Ailleurs, des États érigent des barrières physiques et bureaucratiques afin d'empêcher les réfugiés de demander l'asile à l'intérieur de leurs frontières. Les migrants se font arrêter par des hommes armés en charge de contrôler les frontières, comme en Hongrie, où une clôture en barbelés à lames de 175 kilomètres a été construite entre elle et son voisin serbe. Quant à ceux qui parviennent à pénétrer dans les pays d'accueil, ils sont détenus pendant une durée prolongée dans des camps dépourvus de services, - une mesure censée dissuader les nouveaux arrivants - comme en témoignent des centaines de milliers de Syriens vivant dans des conditions déplorables au Liban et en Jordanie.

Fuir la violence pour ne trouver que misère

Ces situations placent les migrants dans des circonstances parfois aussi dangereuses que celles qu'ils fuient chez eux: la clandestinité les contraint à faire affaire avec des passeurs qui leur font payer des prix exorbitants pour les transporter à travers le désert ou des cours d'eau, des routes dangereuses sur lesquelles les attendent souvent les sévices physiques ou sexuels, lorsque ce n'est pas la mort.

Pour ceux qui réussissent à survivre à cet enfer et arrivent à destination, l'accueil est souvent hostile. Beaucoup de migrants qui atteignent leur but sont sans papiers et sont contraints de demeurer dans l'illégalité en raison du durcissement des législations dans le pays et des politiques de dissuasion dans la région. En raison de l'incertitude entourant leur statut juridique, beaucoup de migrants craignent de demander l'aide et les soins les plus essentiels.

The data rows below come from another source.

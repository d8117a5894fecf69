//! Command table for the binary protocol.
//!
//! Each command carries a fixed wire code, a count of NUL-separated
//! textual arguments, and a flag marking whether a trailing opaque data
//! block follows the arguments. The table covers the client side of the
//! protocol; worker-only codes decode as `InvalidCommand`.

use crate::error::{Error, Result};

/// Protocol commands understood by the client runtime.
#[derive(Debug, Clone, Copy, PartialEq, Eq, Hash)]
pub enum Command {
    /// Submit a foreground job at normal priority.
    SubmitJob,
    /// Server reply binding a job handle to a submit.
    JobCreated,
    /// Progress push: handle, numerator, denominator.
    WorkStatus,
    /// Terminal push carrying the job result.
    WorkComplete,
    /// Terminal push marking the job failed.
    WorkFail,
    /// Request the status of a background job by handle.
    GetStatus,
    /// Echo request; the payload is returned verbatim.
    EchoReq,
    /// Echo response.
    EchoRes,
    /// Submit a background job at normal priority.
    SubmitJobBg,
    /// Server-side error report: code string plus text.
    Error,
    /// Reply to `GetStatus`: handle, known, running, numerator,
    /// denominator.
    StatusRes,
    /// Submit a foreground job at high priority.
    SubmitJobHigh,
    /// Terminal push marking a job exception (opt-in server side).
    WorkException,
    /// Intermediate data push for a foreground job.
    WorkData,
    /// Warning push for a foreground job.
    WorkWarning,
    /// Submit a background job at high priority.
    SubmitJobHighBg,
    /// Submit a foreground job at low priority.
    SubmitJobLow,
    /// Submit a background job at low priority.
    SubmitJobLowBg,
    /// Submit a background job on a calendar schedule.
    SubmitJobSched,
    /// Submit a background job eligible at a future Unix timestamp.
    SubmitJobEpoch,
}

impl Command {
    /// The wire code for this command.
    #[inline]
    pub fn code(self) -> u32 {
        match self {
            Command::SubmitJob => 7,
            Command::JobCreated => 8,
            Command::WorkStatus => 12,
            Command::WorkComplete => 13,
            Command::WorkFail => 14,
            Command::GetStatus => 15,
            Command::EchoReq => 16,
            Command::EchoRes => 17,
            Command::SubmitJobBg => 18,
            Command::Error => 19,
            Command::StatusRes => 20,
            Command::SubmitJobHigh => 21,
            Command::WorkException => 25,
            Command::WorkData => 28,
            Command::WorkWarning => 29,
            Command::SubmitJobHighBg => 32,
            Command::SubmitJobLow => 33,
            Command::SubmitJobLowBg => 34,
            Command::SubmitJobSched => 35,
            Command::SubmitJobEpoch => 36,
        }
    }

    /// Look a command up by wire code.
    pub fn from_code(code: u32) -> Result<Self> {
        Ok(match code {
            7 => Command::SubmitJob,
            8 => Command::JobCreated,
            12 => Command::WorkStatus,
            13 => Command::WorkComplete,
            14 => Command::WorkFail,
            15 => Command::GetStatus,
            16 => Command::EchoReq,
            17 => Command::EchoRes,
            18 => Command::SubmitJobBg,
            19 => Command::Error,
            20 => Command::StatusRes,
            21 => Command::SubmitJobHigh,
            25 => Command::WorkException,
            28 => Command::WorkData,
            29 => Command::WorkWarning,
            32 => Command::SubmitJobHighBg,
            33 => Command::SubmitJobLow,
            34 => Command::SubmitJobLowBg,
            35 => Command::SubmitJobSched,
            36 => Command::SubmitJobEpoch,
            _ => return Err(Error::InvalidCommand),
        })
    }

    /// Protocol name, as it appears in server logs.
    pub fn name(self) -> &'static str {
        match self {
            Command::SubmitJob => "SUBMIT_JOB",
            Command::JobCreated => "JOB_CREATED",
            Command::WorkStatus => "WORK_STATUS",
            Command::WorkComplete => "WORK_COMPLETE",
            Command::WorkFail => "WORK_FAIL",
            Command::GetStatus => "GET_STATUS",
            Command::EchoReq => "ECHO_REQ",
            Command::EchoRes => "ECHO_RES",
            Command::SubmitJobBg => "SUBMIT_JOB_BG",
            Command::Error => "ERROR",
            Command::StatusRes => "STATUS_RES",
            Command::SubmitJobHigh => "SUBMIT_JOB_HIGH",
            Command::WorkException => "WORK_EXCEPTION",
            Command::WorkData => "WORK_DATA",
            Command::WorkWarning => "WORK_WARNING",
            Command::SubmitJobHighBg => "SUBMIT_JOB_HIGH_BG",
            Command::SubmitJobLow => "SUBMIT_JOB_LOW",
            Command::SubmitJobLowBg => "SUBMIT_JOB_LOW_BG",
            Command::SubmitJobSched => "SUBMIT_JOB_SCHED",
            Command::SubmitJobEpoch => "SUBMIT_JOB_EPOCH",
        }
    }

    /// Number of NUL-separated textual arguments (the opaque data block
    /// is not counted).
    #[inline]
    pub fn arg_count(self) -> usize {
        match self {
            Command::EchoReq | Command::EchoRes => 0,
            Command::JobCreated
            | Command::GetStatus
            | Command::WorkComplete
            | Command::WorkFail
            | Command::WorkException
            | Command::WorkData
            | Command::WorkWarning => 1,
            Command::SubmitJob
            | Command::SubmitJobBg
            | Command::SubmitJobHigh
            | Command::SubmitJobHighBg
            | Command::SubmitJobLow
            | Command::SubmitJobLowBg
            | Command::Error => 2,
            Command::WorkStatus | Command::SubmitJobEpoch => 3,
            Command::StatusRes => 5,
            Command::SubmitJobSched => 7,
        }
    }

    /// Whether a trailing opaque data block follows the arguments.
    #[inline]
    pub fn has_data(self) -> bool {
        match self {
            Command::SubmitJob
            | Command::SubmitJobBg
            | Command::SubmitJobHigh
            | Command::SubmitJobHighBg
            | Command::SubmitJobLow
            | Command::SubmitJobLowBg
            | Command::SubmitJobSched
            | Command::SubmitJobEpoch
            | Command::EchoReq
            | Command::EchoRes
            | Command::WorkComplete
            | Command::WorkException
            | Command::WorkData
            | Command::WorkWarning => true,
            Command::JobCreated
            | Command::WorkStatus
            | Command::WorkFail
            | Command::GetStatus
            | Command::Error
            | Command::StatusRes => false,
        }
    }
}

impl std::fmt::Display for Command {
    fn fmt(&self, f: &mut std::fmt::Formatter<'_>) -> std::fmt::Result {
        f.write_str(self.name())
    }
}

#[cfg(test)]
mod tests {
    use super::*;

    const ALL: [Command; 20] = [
        Command::SubmitJob,
        Command::JobCreated,
        Command::WorkStatus,
        Command::WorkComplete,
        Command::WorkFail,
        Command::GetStatus,
        Command::EchoReq,
        Command::EchoRes,
        Command::SubmitJobBg,
        Command::Error,
        Command::StatusRes,
        Command::SubmitJobHigh,
        Command::WorkException,
        Command::WorkData,
        Command::WorkWarning,
        Command::SubmitJobHighBg,
        Command::SubmitJobLow,
        Command::SubmitJobLowBg,
        Command::SubmitJobSched,
        Command::SubmitJobEpoch,
    ];

    #[test]
    fn test_code_roundtrip() {
        for cmd in ALL {
            assert_eq!(Command::from_code(cmd.code()).unwrap(), cmd);
        }
    }

    #[test]
    fn test_worker_codes_rejected() {
        // CAN_DO, GRAB_JOB, JOB_ASSIGN are worker-side only.
        for code in [1, 9, 11, 0, 9999] {
            assert!(matches!(
                Command::from_code(code),
                Err(Error::InvalidCommand)
            ));
        }
    }

    #[test]
    fn test_submit_arity() {
        assert_eq!(Command::SubmitJob.arg_count(), 2);
        assert!(Command::SubmitJob.has_data());
        assert_eq!(Command::SubmitJobEpoch.arg_count(), 3);
        assert_eq!(Command::SubmitJobSched.arg_count(), 7);
    }

    #[test]
    fn test_status_res_arity() {
        assert_eq!(Command::StatusRes.arg_count(), 5);
        assert!(!Command::StatusRes.has_data());
    }

    #[test]
    fn test_echo_is_pure_data() {
        assert_eq!(Command::EchoReq.arg_count(), 0);
        assert!(Command::EchoReq.has_data());
        assert_eq!(Command::EchoRes.arg_count(), 0);
        assert!(Command::EchoRes.has_data());
    }

    #[test]
    fn test_names_match_protocol() {
        assert_eq!(Command::SubmitJobEpoch.name(), "SUBMIT_JOB_EPOCH");
        assert_eq!(Command::WorkComplete.to_string(), "WORK_COMPLETE");
    }
}
//! Transport module - readiness polling and the per-server connection
//! engine.
//!
//! `poll` wraps the OS readiness primitive; `connection` drives the
//! send/receive state machines over one socket. Multi-connection
//! waiting lives in the session.

mod connection;
mod poll;

pub use connection::Connection;
pub use poll::Events;

pub(crate) use connection::IoContext;
pub(crate) use poll::{poll as poll_fds, poll_with_retry};
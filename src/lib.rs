//! # gearman-client
//!
//! Client-side runtime for the Gearman job server protocol.
//!
//! The crate multiplexes one or more job servers behind a single
//! [`Session`]: framing the binary request/response protocol, driving
//! per-connection send/receive state machines, tracking submitted jobs
//! across round-trips and out-of-band pushes, and exposing both a
//! blocking and a cooperative non-blocking completion model over the
//! same state machines.
//!
//! ## Architecture
//!
//! - **Protocol** (`protocol`): the pure codec. 12-byte big-endian
//!   header, command table, NUL-separated argument packets.
//! - **Transport** (`transport`): one connection per server with
//!   explicit send/receive state machines, plus readiness polling.
//! - **Session** ([`Session`]): aggregates connections, owns options,
//!   timeout, hooks, and the `wait` / `ready` / `flush_all` / `echo`
//!   primitives.
//! - **Client** ([`Client`]): job submission, status polling, and
//!   `WORK_*` push dispatch by job handle.
//!
//! ## Example
//!
//! ```ignore
//! use gearman_client::{Client, Priority, SubmitMode, DEFAULT_PORT};
//!
//! let mut client = Client::new();
//! client.add_server("127.0.0.1", DEFAULT_PORT);
//!
//! // Blocking echo sanity check.
//! client.echo(b"hello")?;
//!
//! // Background submit, observed by status polling.
//! let handle = client.do_background(
//!     "reverse",
//!     &b"Hello!"[..],
//!     Priority::Normal,
//!     SubmitMode::Background,
//! )?;
//! loop {
//!     let status = client.job_status(&handle)?;
//!     if !status.known {
//!         break;
//!     }
//! }
//! # Ok::<(), gearman_client::Error>(())
//! ```
//!
//! ## Concurrency
//!
//! A session is single-threaded and cooperative: every I/O-driving call
//! either runs to completion (blocking mode) or returns
//! [`Error::IoWait`] and expects [`Session::wait`] before the retry.
//! Callers wanting parallelism create one session per thread.

pub mod client;
pub mod error;
pub mod hooks;
pub mod protocol;
pub mod session;
pub mod transport;

pub use client::{
    CalendarTime, Client, JobHandle, JobStatus, Priority, SubmitMode, Task, TaskOptions, TaskState,
    WorkFn,
};
pub use error::{failed, should_continue, Error, Result};
pub use hooks::{EventWatchFn, LogFn, SystemAllocator, Verbosity, WorkloadAllocator};
pub use protocol::{Command, Magic, Packet};
pub use session::{ConnId, Session, SessionOption, MAX_ERROR_SIZE};
pub use transport::{Connection, Events};

/// The protocol's registered TCP port.
pub const DEFAULT_PORT: u16 = 4730;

Souvent, leur état général se voit affecté encore davantage par de longues périodes passées dans la précarité, la peur et le manque d'aide médicale de base, et ce n'est que dans des circonstances d'urgence extrême qu'ils prendront le risque de sortir de l'ombre.

Une solution politique de fonds est requise de toute urgence pour rappeler aux États d'assumer leurs obligations et de respecter le cadre juridique relatif aux réfugiés et les lois internationales qu'ils ont signées. Par ailleurs, les gouvernements et les entités internationales doivent répondre aux causes sous-jacentes des guerres et des privations qui forcent les populations à s'exiler. Il est de leur responsabilité de soutenir humainement et adéquatement les réfugiés qui sont en transit, bloqués dans des camps et en détention.

La crise mondiale des migrants demeurera un problème décisif de notre époque; un problème auquel, selon moi, nous nous devons tous de trouver une solution ensemble. Pour y parvenir, il est nécessaire d'opérer un changement de mentalité de toute urgence. Ces enfants, ces femmes et ces hommes vivant dans une situation d'extrême précarité méritent, après l'enfer de l'exode, qu'on se préoccupe d'eux et qu'on leur offre une assistance digne pour qu'ils puissent rebâtir leur vie et s'épanouir. Les gouvernements et les citoyens du monde que nous sommes en ont les moyens, mais nous devons maintenant décider ensemble si nous en avons la volonté.

Ce billet de blogue a également été publié sur le Huffington Post Canada.